_Requirement_
Give as output the line that contains "fn now(&self) ->", followed by every remaining line of the entries, unchanged and with nothing added.

(Source records)
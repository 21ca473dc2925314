//! ESP32-S3 bring-up.
//!
//! The S3 has no DAC, so both analog outputs are LEDC PWM channels feeding RC
//! filters in front of the power stage. The three potentiometers are on ADC1.

use esp_hal::{
    Blocking,
    analog::adc::{
        Adc,
        AdcConfig,
        AdcPin,
        Attenuation,
    },
    assign_resources,
    clock::CpuClock,
    gpio::{
        DriveMode,
        Input,
        InputConfig,
        Pull,
    },
    ledc::{
        LSGlobalClkSource,
        Ledc,
        LowSpeed,
        channel::{
            self,
            ChannelIFace,
        },
        timer::{
            self,
            TimerIFace,
        },
    },
    peripherals::{
        ADC1,
        GPIO1,
        GPIO2,
        GPIO3,
    },
    time::Rate,
};

use crate::{
    Channels,
    GeneratorConfig,
    Clock,
    Control,
    ControlInputs,
    Instant,
};

/// ADC1 and LEDC are both run at 12 bits.
pub const ANALOG_RESOLUTION: u8 = 12;

/// Highest LEDC rate that still fits 12 bits of duty on the 80 MHz APB clock.
const PWM_FREQUENCY_KHZ: u32 = 19;

// ── Pin / peripheral assignments ────────────────────────────────────────────

assign_resources! {
    pub Resources<'d> {
        pots: PotResources<'d> {
            amplitude: GPIO1,
            frequency: GPIO2,
            offset: GPIO3,
            adc: ADC1,
        },
        outputs: OutputResources<'d> {
            drive: GPIO17,
            offset: GPIO18,
            ledc: LEDC,
        },
        rocker: RockerResources<'d> {
            pin: GPIO14,
        },
    }
}

/// Analog channels as wired on the board.
pub type BoardIo = Channels<Potentiometers, channel::Channel<'static, LowSpeed>, channel::Channel<'static, LowSpeed>>;

// ── Board initialisation ────────────────────────────────────────────────────

/// Initialise the chip and return the raw peripheral set.
///
/// Call this once at the top of `main`, then use [`split_resources!`] to
/// break the peripherals into the groups above.
#[must_use]
pub fn init() -> esp_hal::peripherals::Peripherals {
    let config = esp_hal::Config::default().with_cpu_clock(CpuClock::max());
    esp_hal::init(config)
}

impl From<esp_hal::peripherals::Peripherals> for Resources<'_> {
    fn from(peripherals: esp_hal::peripherals::Peripherals) -> Self {
        split_resources!(peripherals)
    }
}

/// Pots and both PWM outputs, ready to hand to a [`Generator`](crate::Generator)
/// built from the same `config`, whose resolution should be
/// [`ANALOG_RESOLUTION`] to match the ADC. Writes are rescaled to the 12-bit
/// LEDC timer whatever the resolution.
pub fn channels(pots: PotResources<'static>, outputs: OutputResources<'static>, config: &GeneratorConfig) -> BoardIo {
    let ledc = crate::mk_static!(Ledc<'static>, Ledc::new(outputs.ledc));
    ledc.set_global_slow_clock(LSGlobalClkSource::APBClk);

    let pwm_timer = crate::mk_static!(timer::Timer<'static, LowSpeed>, ledc.timer::<LowSpeed>(timer::Number::Timer0));
    pwm_timer
        .configure(timer::config::Config {
            duty: timer::config::Duty::Duty12Bit,
            clock_source: timer::LSClockSource::APBClk,
            frequency: Rate::from_khz(PWM_FREQUENCY_KHZ),
        })
        .unwrap();

    let pwm_timer: &'static timer::Timer<'static, LowSpeed> = pwm_timer;
    let channel_config = || channel::config::Config {
        timer: pwm_timer,
        duty_pct: 50,
        drive_mode: DriveMode::PushPull,
    };
    let mut drive = ledc.channel(channel::Number::Channel0, outputs.drive);
    drive.configure(channel_config()).unwrap();
    let mut offset = ledc.channel(channel::Number::Channel1, outputs.offset);
    offset.configure(channel_config()).unwrap();

    Channels::new(pots.into(), drive, offset, config)
}

// ── Potentiometers ──────────────────────────────────────────────────────────

/// The three control knobs on ADC1.
///
/// Reads never wait for a conversion: a pin whose conversion is still running
/// (or queued behind another pin's) reports its previous value.
pub struct Potentiometers {
    adc: Adc<'static, ADC1<'static>, Blocking>,
    amplitude: AdcPin<GPIO1<'static>, ADC1<'static>>,
    frequency: AdcPin<GPIO2<'static>, ADC1<'static>>,
    offset: AdcPin<GPIO3<'static>, ADC1<'static>>,
    last: [u16; 3],
}

impl From<PotResources<'static>> for Potentiometers {
    fn from(res: PotResources<'static>) -> Self {
        let mut config = AdcConfig::new();
        let amplitude = config.enable_pin(res.amplitude, Attenuation::_11dB);
        let frequency = config.enable_pin(res.frequency, Attenuation::_11dB);
        let offset = config.enable_pin(res.offset, Attenuation::_11dB);
        Self {
            adc: Adc::new(res.adc, config),
            amplitude,
            frequency,
            offset,
            last: [0; 3],
        }
    }
}

impl ControlInputs for Potentiometers {
    fn read(&mut self, control: Control) -> u16 {
        let (result, slot) = match control {
            Control::Amplitude => (self.adc.read_oneshot(&mut self.amplitude), 0),
            Control::Frequency => (self.adc.read_oneshot(&mut self.frequency), 1),
            Control::Offset => (self.adc.read_oneshot(&mut self.offset), 2),
        };
        match result {
            Ok(value) => self.last[slot] = value,
            Err(nb::Error::WouldBlock) => {}
            Err(nb::Error::Other(())) => warn!("adc read failed for {}", control),
        }
        self.last[slot]
    }
}

// ── Rocker switch / clock ───────────────────────────────────────────────────

impl From<RockerResources<'static>> for Input<'static> {
    fn from(res: RockerResources<'static>) -> Self {
        Input::new(res.pin, InputConfig::default().with_pull(Pull::Up))
    }
}

/// Microsecond clock backed by the embassy time driver.
///
/// `esp_rtos::start` must have been called before the first reading.
#[derive(Clone, Copy, Debug, Default)]
pub struct EmbassyClock;

impl Clock for EmbassyClock {
    fn now(&self) -> Instant {
        Instant::from_ticks(embassy_time::Instant::now().as_micros())
    }
}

_Your response_
    fn now(&self) -> Instant {
        Instant::from_ticks(embassy_time::Instant::now().as_micros())
    }
}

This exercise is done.